Pöyry is able to deal with the whole Bio-Renewables chain, whether this is for waste collection or biomass harvesting, right through to combustion, energy supply and distribution. We are highly experienced in the utilisation of all types of Bio-Renewables from industrial wood wastes, municipal wastes and refuse derived / solid recovered fuels (i.e. RDF and SRF) and further to forestry residues, energy crops and forest industry by-products (e.g. sludge and bark).

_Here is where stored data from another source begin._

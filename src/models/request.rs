use serde::{Deserialize, Deserializer};

use super::opportunity::Opportunity;

/// Input of the `analyze_candidate` command.
#[derive(Debug, Clone, Deserialize)]
pub struct CandidateRequest {
    #[serde(deserialize_with = "document_bytes")]
    pub resume_pdf: Vec<u8>,
    #[serde(default)]
    pub github_username: Option<String>,
    #[serde(default)]
    pub linkedin_url: Option<String>,
    #[serde(default, deserialize_with = "optional_document_bytes")]
    pub linkedin_pdf: Option<Vec<u8>>,
    #[serde(default)]
    pub hackathons: Option<Vec<Opportunity>>,
    /// Fail the analysis instead of dropping GitHub when it cannot be read.
    #[serde(default)]
    pub require_github: bool,
    /// Fail the analysis instead of dropping LinkedIn when it cannot be read.
    #[serde(default)]
    pub require_linkedin: bool,
}

/// Input of the `analyze_linkedin` command.
#[derive(Debug, Clone, Deserialize)]
pub struct LinkedInRequest {
    #[serde(deserialize_with = "document_bytes")]
    pub pdf_content: Vec<u8>,
}

/// Documents arrive as a JSON byte array or as a string.
#[derive(Deserialize)]
#[serde(untagged)]
enum DocumentBytes {
    Bytes(Vec<u8>),
    Text(String),
}

impl From<DocumentBytes> for Vec<u8> {
    fn from(input: DocumentBytes) -> Self {
        match input {
            DocumentBytes::Bytes(bytes) => bytes,
            DocumentBytes::Text(text) => text.into_bytes(),
        }
    }
}

fn document_bytes<'de, D: Deserializer<'de>>(deserializer: D) -> Result<Vec<u8>, D::Error> {
    DocumentBytes::deserialize(deserializer).map(Vec::from)
}

fn optional_document_bytes<'de, D: Deserializer<'de>>(
    deserializer: D,
) -> Result<Option<Vec<u8>>, D::Error> {
    Option::<DocumentBytes>::deserialize(deserializer).map(|input| input.map(Vec::from))
}

#[cfg(test)]
mod tests {
    use super::*;

    #[test]
    fn test_byte_array_and_string_inputs() {
        let request: CandidateRequest = serde_json::from_str(
            r#"{"resume_pdf": [37, 80, 68, 70], "linkedin_pdf": "Jane Doe\nEngineer"}"#,
        )
        .unwrap();
        assert_eq!(request.resume_pdf, b"%PDF");
        assert_eq!(request.linkedin_pdf.as_deref(), Some(&b"Jane Doe\nEngineer"[..]));
        assert!(request.github_username.is_none());
        assert!(!request.require_github);
        assert!(!request.require_linkedin);
    }

    #[test]
    fn test_full_candidate_request() {
        let request: CandidateRequest = serde_json::from_str(
            r#"{
                "resume_pdf": "resume text",
                "github_username": "octo",
                "linkedin_url": "https://www.linkedin.com/in/octo",
                "linkedin_pdf": null,
                "hackathons": [{"name": "ML Jam", "primary_track": "ai_ml", "prize": 1000}],
                "require_github": true,
                "require_linkedin": true
            }"#,
        )
        .unwrap();
        assert_eq!(request.github_username.as_deref(), Some("octo"));
        assert!(request.linkedin_pdf.is_none());
        let hackathons = request.hackathons.unwrap();
        assert_eq!(hackathons[0].primary_track.as_deref(), Some("ai_ml"));
        assert_eq!(hackathons[0].extra["prize"], 1000);
        assert!(request.require_github);
        assert!(request.require_linkedin);
    }

    #[test]
    fn test_numeric_opportunity_fields_are_accepted() {
        let request: CandidateRequest = serde_json::from_str(
            r#"{"resume_pdf": "r", "hackathons": [{"id": 1, "primary_track": 7}, {"primary_track": "ai_ml"}]}"#,
        )
        .unwrap();
        let hackathons = request.hackathons.unwrap();
        assert_eq!(hackathons.len(), 2);
        assert_eq!(hackathons[1].primary_track.as_deref(), Some("ai_ml"));
    }

    #[test]
    fn test_resume_is_required() {
        let result = serde_json::from_str::<CandidateRequest>(r#"{"github_username": "octo"}"#);
        assert!(result.is_err());

        let linkedin: LinkedInRequest = serde_json::from_str(r#"{"pdf_content": "Jane"}"#).unwrap();
        assert_eq!(linkedin.pdf_content, b"Jane");
    }
}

2.3 Specialised Software Tools Pöyry utilises both in-house and commercially available software to assist the development and implementation of its clients’ projects.

We have developed state-of-the-art tools for supporting the development of projects in the Bio-Renewables sector. These tools are used for preparing fuel availability assessments and forecasts, fuel consumption estimates and forecasts, regional fuel supply/demand balances, for determining regional value chains and cost structures of fuel procurement; and for market development studies and greenhouse gas emission balances and forecasts.

For development of the thermodynamic process, Pöyry uses both in-house and commercially available software that includes Steam Pro, Thermoflex, Tursim and Ebsilon. These tools are used to develop the steam cycle to ensure that power and heat outputs are optimised and PEACE is used for preliminary estimation of costs.


Additionally, we have in-house developed software (Modysim) to dynamically model process consumer heat loads (e.g. within paper mills), optimise control systems and provide the best match design for related CHP plants, and we have hydraulic modelling software for district heating scheme design (Grades Heating).

Pöyry’s project management software includes DocHotel and PIRS (by Sobis) for the management of project documentation; CoPilot for the systematic identification and management of project technical and commercial risks; and Virtual Plant for 3D


modelling and the integration of plant O&M documentation (NB this can later be extended and integrated with maintenance management software as an O&M tool).

2.4 Selected Recent Bio-Renewables Project References

2.4.1 EfW Power Plants and CHP Plants Pöyry has worked on EfW projects in various roles from the project development phase to construction, including:

Dedicated or “full scope” Owner’s Engineering tasks from project development to execution, including e.g. pre-feasibility and feasibility studies, invitations to main plant equipment / EPC tendering and procurement of main equipment / EPC turnkey, supervision of suppliers during execution, performance testing etc.

Basic and Detail Engineering, either for the Owner or for Contractors

Full scope EPCM (Engineering, Procurement and Construction Management), in which role Pöyry has been acting as the Owner’s Engineer towards multiple contractors.

Pöyry’s most recent Energy-from-Waste references are illustrated below and further details are given on the reference list in Appendix 1 and the project sheets in Appendix 2. Most of these European EfW plants have included CHP and most are linked to district heating schemes.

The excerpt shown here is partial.